Is a segment derived from at least one polymer selected from the group consisting of a vinyl polymer, a polyester polymer, an alkyd polymer, and a polyurethane polymer. 3. The method for forming a coating film according to item 1. 17. The method according to claim 5, wherein the hydrolyzable group is an alkoxy group. 18. At least one hydrophilic group selected from the group consisting of an anionic group, a cationic group and a nonionic group, a hydrolyzable group bonded to a silicon atom, and a bond to a silicon atom Functional groups other than the three types described above are preferably a hydroxyl group bonded to a carbon atom, a blocked hydroxyl group, a carboxyl group, a blocked carboxyl group, a carboxylic acid anhydride group, a tertiary amino group, or a cyclocarbonate. Group, epoxy group, primary amide group, secondary amide, carbamate group and the following structural formula (S-II
I) 9. It is at least one kind of functional group selected from the group consisting of functional groups represented by the following:
3. The method for forming a coating film according to item 1. 19. The compound having a functional group that reacts with a functional group contained in the aqueous resin (A) is a compound having a hydroxyl group bonded to a silicon atom and / or a hydrolyzable group bonded to a silicon atom.
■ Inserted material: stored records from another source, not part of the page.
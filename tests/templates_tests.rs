use std::fs;

use promptkit::render;
use promptkit::templates;
use promptkit::{
  Error, ModelClass, PromptKitConfig, Provider, ProviderConfig,
  SelectorResult, Submission, Tool, UiLanguage
};

#[test]
fn test_templates_are_deterministic()
{   for tool in Tool::ALL
    {   let template = tool.profile().template;
        for selector in tool.selectors()
        {   let a = template(selector, "fn add(a, b) { a + b }");
            let b = template(selector, "fn add(a, b) { a + b }");
            assert_eq!(a.as_bytes(), b.as_bytes());
        }
    }
}

#[test]
fn test_translation_prompt_uses_native_label()
{   assert_eq!(
      templates::translation_prompt("fr", "你好"),
      "请将以下内容翻译成 Français：\n\n你好"
    );
    assert_eq!(
      templates::translation_prompt("xx", "你好"),
      format!(
        "请将以下内容翻译成 {}：\n\n你好",
        templates::UNKNOWN_TARGET_LABEL
      )
    );
}

#[test]
fn test_outline_prompt_by_language()
{   let en = templates::outline_prompt("en", "Async Rust");
    assert!(en.starts_with("You are a professional content marketer"));
    assert!(en.ends_with("informative tone.\n\nTitle: Async Rust"));

    let fr = templates::outline_prompt("fr", "Async Rust");
    assert!(fr.ends_with("\n\nTitre : Async Rust"));

    // Anything unrecognized falls back to Simplified Chinese
    let fallback = templates::outline_prompt("de", "Async Rust");
    assert!(fallback.starts_with("你是一位内容运营专家"));
    assert!(fallback.ends_with("\n\n标题：Async Rust"));
}

#[test]
fn test_code_prompts_embed_language_and_input()
{   let review = templates::code_review_prompt("Rust", "fn main() {}");
    assert!(review.starts_with(
      "You are a senior Rust developer and code reviewer. \nPlease review"
    ));
    assert!(review.contains("Code:\n\nfn main() {}\n\n\nRespond only"));

    let generated =
      templates::code_generation_prompt("Go", "reverse a string");
    assert_eq!(
      generated,
      "You are a senior Go developer. Write code that does the \
following:\n\n\"reverse a string\"\n\nOnly return code. No explanation."
    );

    let tests = templates::unit_test_prompt("Python", "def f(): pass");
    assert!(tests.contains("Code:\ndef f(): pass\n\nOnly output test code."));
}

#[test]
fn test_profiles()
{   let translator = Tool::Translator.profile();
    assert!(translator.multi_target);
    assert_eq!(translator.temperature, 0.5);
    assert_eq!(translator.model, ModelClass::Chat);

    let unit = Tool::UnitTestGenerator.profile();
    assert!(!unit.multi_target);
    assert_eq!(unit.temperature, 0.2);
    assert_eq!(unit.model, ModelClass::Coder);
    assert_eq!(unit.default_selector, "Python");

    assert_eq!(Tool::OutlineGenerator.profile().temperature, 0.7);
    assert_eq!(Tool::CodeReview.profile().temperature, 0.3);
}

#[test]
fn test_tool_names_round_trip()
{   for tool in Tool::ALL
    {   assert_eq!(tool.name().parse::<Tool>(), Ok(tool));
    }
    assert_eq!(" Translator ".parse::<Tool>(), Ok(Tool::Translator));
    assert_eq!(
      "poetry".parse::<Tool>(),
      Err(Error::UnknownTool("poetry".to_string()))
    );
}

#[test]
fn test_user_messages_are_localized()
{   assert_eq!(
      Error::NoTargetSelected.user_message(Tool::Translator, UiLanguage::ZhCn),
      "请至少选择一个目标语言"
    );
    assert_eq!(
      Error::NetworkOrAuthFailure("401".to_string())
        .user_message(Tool::CodeReview, UiLanguage::Es),
      "Error de API. Verifica tu clave y conexión"
    );
    assert_eq!(
      Error::MissingApiKey("DEEPSEEK_API_KEY".to_string())
        .user_message(Tool::Translator, UiLanguage::En),
      Error::NetworkOrAuthFailure(String::new())
        .user_message(Tool::Translator, UiLanguage::En)
    );
}

#[test]
fn test_empty_input_message_names_what_each_tool_needs()
{   let expected = [
      (Tool::OutlineGenerator, "Please enter a title")
    , (Tool::CodeReview, "Please enter some code")
    , (Tool::CodeGenerator, "Please enter a description")
    , (Tool::UnitTestGenerator, "Please enter some code")
    , (Tool::Translator, "Please enter content")
    ];
    for (tool, message) in expected
    {   assert_eq!(Error::EmptyInput.user_message(tool, UiLanguage::En), message);
    }
    assert_eq!(
      Error::EmptyInput.user_message(Tool::OutlineGenerator, UiLanguage::ZhCn),
      "请输入标题"
    );
}

#[test]
fn test_empty_response_message_depends_on_tool()
{   assert_eq!(
      Error::EmptyResponse.user_message(Tool::Translator, UiLanguage::En),
      "Translation failed, please try again later"
    );
    assert_eq!(
      Error::EmptyResponse.user_message(Tool::Translator, UiLanguage::ZhCn),
      "翻译失败，请稍后再试"
    );
    for tool in Tool::ALL
    {   if tool == Tool::Translator
        {   continue;
        }
        assert_eq!(
          Error::EmptyResponse.user_message(tool, UiLanguage::En),
          "Generation failed, please try again later"
        );
    }
}

#[test]
fn test_missing_key_is_a_configuration_error()
{   let config = ProviderConfig
    {   api_key_env: "PROMPTKIT_TEST_UNSET_KEY".to_string()
      , ..Default::default()
    };
    assert_eq!(
      config.require_api_key(),
      Err(Error::MissingApiKey("PROMPTKIT_TEST_UNSET_KEY".to_string()))
    );
    assert_eq!(config.api_key_from_env(), None);
}

#[test]
fn test_error_display()
{   let err = Error::NetworkOrAuthFailure("401 Unauthorized".to_string());
    assert!(err.to_string().contains("401 Unauthorized"));
    assert!(Error::UnknownTool("poetry".to_string())
      .to_string()
      .contains("poetry"));
}

#[test]
fn test_ui_language_codes()
{   for lang in UiLanguage::ALL
    {   assert_eq!(UiLanguage::from_code(lang.code()), Some(lang));
    }
    assert_eq!(UiLanguage::from_code("de"), None);
    assert_eq!(UiLanguage::default(), UiLanguage::En);
}

// ===== Rendering =====

#[test]
fn test_html_output_is_escaped()
{   let html = render::to_html("<script>alert('x')</script>\nA & B");
    assert_eq!(
      html,
      "&lt;script&gt;alert(&#39;x&#39;)&lt;/script&gt;<br />A &amp; B"
    );
}

#[test]
fn test_render_translations()
{   let submission = Submission
    {   tool: Tool::Translator
      , results: vec![
          SelectorResult
          {   selector: "fr".to_string()
            , result: Ok("Bonjour".to_string())
          }
        , SelectorResult
          {   selector: "es".to_string()
            , result: Err(Error::EmptyResponse)
          }
        ]
    };

    let text = render::render_text(&submission, UiLanguage::En);
    assert_eq!(
      text,
      "Français：\nBonjour\n\nEspañol：\nTranslation failed, please try again later"
    );
}

#[test]
fn test_render_single_target_html()
{   let submission = Submission
    {   tool: Tool::CodeReview
      , results: vec![
          SelectorResult
          {   selector: "Rust".to_string()
            , result: Ok("Use `Vec<u8>`\n- fewer clones".to_string())
          }
        ]
    };

    assert_eq!(
      render::render_html(&submission, UiLanguage::En),
      "Use `Vec&lt;u8&gt;`<br />- fewer clones"
    );
}

// ===== Configuration =====

#[test]
fn test_provider_defaults()
{   let config = ProviderConfig::default();
    assert_eq!(config.provider, Provider::DeepSeek);
    assert_eq!(config.effective_api_base(), "https://api.deepseek.com/v1");
    assert_eq!(config.effective_model(ModelClass::Chat), "deepseek-chat");
    assert_eq!(config.effective_model(ModelClass::Coder), "deepseek-coder");
    assert_eq!(config.api_key_env, "DEEPSEEK_API_KEY");
    assert!(config.timeout_secs.is_none());
}

#[test]
fn test_config_overrides()
{   let config = ProviderConfig
    {   provider: Provider::MistralAi
      , api_base: Some(String::new())
      , coder_model: Some("codestral-2501".to_string())
      , ..Default::default()
    };
    assert_eq!(config.effective_api_base(), "https://api.mistral.ai/v1");
    assert_eq!(
      config.effective_model(ModelClass::Chat),
      "mistral-small-latest"
    );
    assert_eq!(config.effective_model(ModelClass::Coder), "codestral-2501");
}

#[test]
fn test_config_load_from_json()
{   let path = std::env::temp_dir()
      .join(format!("promptkit-config-{}.json", std::process::id()));
    fs::write(
      &path,
      r#"{ "provider": { "provider": "OpenAI", "api_key_env": "OPENAI_API_KEY", "timeout_secs": 30 } }"#
    ).unwrap();

    let config = PromptKitConfig::load(&path).unwrap();
    let _ = fs::remove_file(&path);

    assert_eq!(config.provider.provider, Provider::OpenAI);
    assert_eq!(config.provider.api_key_env, "OPENAI_API_KEY");
    assert_eq!(config.provider.timeout_secs, Some(30));
    assert_eq!(
      config.provider.effective_api_base(),
      "https://api.openai.com/v1"
    );
}

#[test]
fn test_config_load_errors()
{   let missing = std::env::temp_dir().join("promptkit-does-not-exist.json");
    assert!(matches!(
      PromptKitConfig::load(&missing),
      Err(Error::InvalidConfiguration(_))
    ));
}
Compound having both isocyanate group and hydrolyzable group bonded to silicon atom in molecule, compound having both epoxy group and hydrolyzable group bonded to silicon atom in molecule, polyisocyanate compound, blocked polyisocyanate Compounds, polyepoxy compounds,
4. The compound according to claim 3, which is at least one compound (D) selected from the group consisting of a polycyclocarbonate compound, an amino resin, a compound containing a primary or secondary amide group, a polycarboxy compound and a polyhydroxy compound. The method for forming a coating film according to the above. 20. The polysiloxane segment (A-1) is a polysiloxane segment in which an aryl group and / or a cycloalkyl group is bonded to 10 mol% or more of all silicon atoms. A method for forming a coating film according to any one of claims 4, 5, 8, 9 and 12. 21. A coated article coated by the method for forming a coating film according to any one of claims 1 to 20.